START Working data

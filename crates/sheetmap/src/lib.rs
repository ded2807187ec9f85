//! # sheetmap
//!
//! Read XLSX spreadsheets into a plain row/column matrix or, through a
//! declarative schema, into validated, typed, possibly nested records.
//!
//! ## Reading a matrix
//!
//! ```rust,no_run
//! use sheetmap::prelude::*;
//!
//! let rows = sheetmap::read_file("people.xlsx", &ReadOptions::default())?;
//! for row in &rows {
//!     println!("{:?}", row);
//! }
//! # Ok::<(), sheetmap::Error>(())
//! ```
//!
//! ## Reading schema-mapped records
//!
//! ```rust,no_run
//! use sheetmap::prelude::*;
//!
//! let schema = Schema::new()
//!     .entry("name", SchemaEntry::value("NAME", ValueType::Text).required())
//!     .entry("date_of_birth", SchemaEntry::value("DATE OF BIRTH", ValueType::Date))
//!     .entry("email", SchemaEntry::value("EMAIL", ValueType::Email));
//!
//! let result = sheetmap::read_file_with_schema(
//!     "people.xlsx",
//!     &schema,
//!     &ReadOptions::default(),
//!     &MapOptions::default(),
//! )?;
//! for error in &result.errors {
//!     eprintln!("{}", error);
//! }
//! # Ok::<(), sheetmap::Error>(())
//! ```

pub mod prelude;
pub mod schema;

mod error;

pub use error::{Error, Result};

// Re-export core types
pub use sheetmap_core::{
    datetime_to_serial, serial_to_datetime, CellError, CellRef, CellValue, Dimensions,
};

// Re-export I/O types
pub use sheetmap_xlsx::{ReadOptions, SheetData, SheetSelector, XlsxError, XlsxReader};

pub use schema::{
    map_rows, ConversionError, ErrorKind, MapOptions, MappingResult, Record, Schema, SchemaEntry,
    SchemaError, Value, ValueType,
};

use std::io::{Read, Seek};
use std::path::Path;

/// Read one sheet as a trimmed matrix of typed cell values.
pub fn read<R: Read + Seek>(reader: R, options: &ReadOptions) -> Result<Vec<Vec<CellValue>>> {
    Ok(XlsxReader::read(reader, options)?.rows)
}

/// Read one sheet from a file as a trimmed matrix of typed cell values.
pub fn read_file<P: AsRef<Path>>(path: P, options: &ReadOptions) -> Result<Vec<Vec<CellValue>>> {
    Ok(XlsxReader::read_file(path, options)?.rows)
}

/// List the workbook's sheet names without reading any cells.
pub fn read_sheet_names<R: Read + Seek>(reader: R) -> Result<Vec<String>> {
    Ok(XlsxReader::sheet_names(reader)?)
}

/// Read one sheet and map its rows onto `schema`.
///
/// The first sheet row is taken as the list of column titles. The workbook's
/// date system is used for day-serial conversion unless overridden through
/// [`ReadOptions::epoch1904`].
pub fn read_with_schema<R: Read + Seek>(
    reader: R,
    schema: &Schema,
    read_options: &ReadOptions,
    map_options: &MapOptions,
) -> Result<MappingResult> {
    let data = XlsxReader::read(reader, read_options)?;
    map_sheet(&data, schema, read_options, map_options)
}

/// Read one sheet from a file and map its rows onto `schema`.
pub fn read_file_with_schema<P: AsRef<Path>>(
    path: P,
    schema: &Schema,
    read_options: &ReadOptions,
    map_options: &MapOptions,
) -> Result<MappingResult> {
    let data = XlsxReader::read_file(path, read_options)?;
    map_sheet(&data, schema, read_options, map_options)
}

fn map_sheet(
    data: &SheetData,
    schema: &Schema,
    read_options: &ReadOptions,
    map_options: &MapOptions,
) -> Result<MappingResult> {
    let mut map_options = map_options.clone();
    map_options.epoch1904 = read_options
        .epoch1904
        .unwrap_or(data.properties.epoch1904);
    let result = schema::map_rows(&data.rows, schema, &map_options, Some(&data.row_index_map))?;
    Ok(result)
}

END Working data

◆ **What you are asked to do**
Return what is listed above, exactly and completely.

◆ **Task output**
filename crates/sheetmap/src/lib.rs
repository ded2807187ec9f85
//! # sheetmap
//!
//! Read XLSX spreadsheets into a plain row/column matrix or, through a
//! declarative schema, into validated, typed, possibly nested records.
//!
//! ## Reading a matrix
//!
//! ```rust,no_run
//! use sheetmap::prelude::*;
//!
//! let rows = sheetmap::read_file("people.xlsx", &ReadOptions::default())?;
//! for row in &rows {
//!     println!("{:?}", row);
//! }
//! # Ok::<(), sheetmap::Error>(())
//! ```
//!
//! ## Reading schema-mapped records
//!
//! ```rust,no_run
//! use sheetmap::prelude::*;
//!
//! let schema = Schema::new()
//!     .entry("name", SchemaEntry::value("NAME", ValueType::Text).required())
//!     .entry("date_of_birth", SchemaEntry::value("DATE OF BIRTH", ValueType::Date))
//!     .entry("email", SchemaEntry::value("EMAIL", ValueType::Email));
//!
//! let result = sheetmap::read_file_with_schema(
//!     "people.xlsx",
//!     &schema,
//!     &ReadOptions::default(),
//!     &MapOptions::default(),
//! )?;
//! for error in &result.errors {
//!     eprintln!("{}", error);
//! }
//! # Ok::<(), sheetmap::Error>(())
//! ```

pub mod prelude;
pub mod schema;

mod error;

pub use error::{Error, Result};

// Re-export core types
pub use sheetmap_core::{
    datetime_to_serial, serial_to_datetime, CellError, CellRef, CellValue, Dimensions,
};

// Re-export I/O types
pub use sheetmap_xlsx::{ReadOptions, SheetData, SheetSelector, XlsxError, XlsxReader};

pub use schema::{
    map_rows, ConversionError, ErrorKind, MapOptions, MappingResult, Record, Schema, SchemaEntry,
    SchemaError, Value, ValueType,
};

use std::io::{Read, Seek};
use std::path::Path;

/// Read one sheet as a trimmed matrix of typed cell values.
pub fn read<R: Read + Seek>(reader: R, options: &ReadOptions) -> Result<Vec<Vec<CellValue>>> {
    Ok(XlsxReader::read(reader, options)?.rows)
}

/// Read one sheet from a file as a trimmed matrix of typed cell values.
pub fn read_file<P: AsRef<Path>>(path: P, options: &ReadOptions) -> Result<Vec<Vec<CellValue>>> {
    Ok(XlsxReader::read_file(path, options)?.rows)
}

/// List the workbook's sheet names without reading any cells.
pub fn read_sheet_names<R: Read + Seek>(reader: R) -> Result<Vec<String>> {
    Ok(XlsxReader::sheet_names(reader)?)
}

/// Read one sheet and map its rows onto `schema`.
///
/// The first sheet row is taken as the list of column titles. The workbook's
/// date system is used for day-serial conversion unless overridden through
/// [`ReadOptions::epoch1904`].
pub fn read_with_schema<R: Read + Seek>(
    reader: R,
    schema: &Schema,
    read_options: &ReadOptions,
    map_options: &MapOptions,
) -> Result<MappingResult> {
    let data = XlsxReader::read(reader, read_options)?;
    map_sheet(&data, schema, read_options, map_options)
}

/// Read one sheet from a file and map its rows onto `schema`.
pub fn read_file_with_schema<P: AsRef<Path>>(
    path: P,
    schema: &Schema,
    read_options: &ReadOptions,
    map_options: &MapOptions,
) -> Result<MappingResult> {
    let data = XlsxReader::read_file(path, read_options)?;
    map_sheet(&data, schema, read_options, map_options)
}

fn map_sheet(
    data: &SheetData,
    schema: &Schema,
    read_options: &ReadOptions,
    map_options: &MapOptions,
) -> Result<MappingResult> {
    let mut map_options = map_options.clone();
    map_options.epoch1904 = read_options
        .epoch1904
        .unwrap_or(data.properties.epoch1904);
    let result = schema::map_rows(&data.rows, schema, &map_options, Some(&data.row_index_map))?;
    Ok(result)
}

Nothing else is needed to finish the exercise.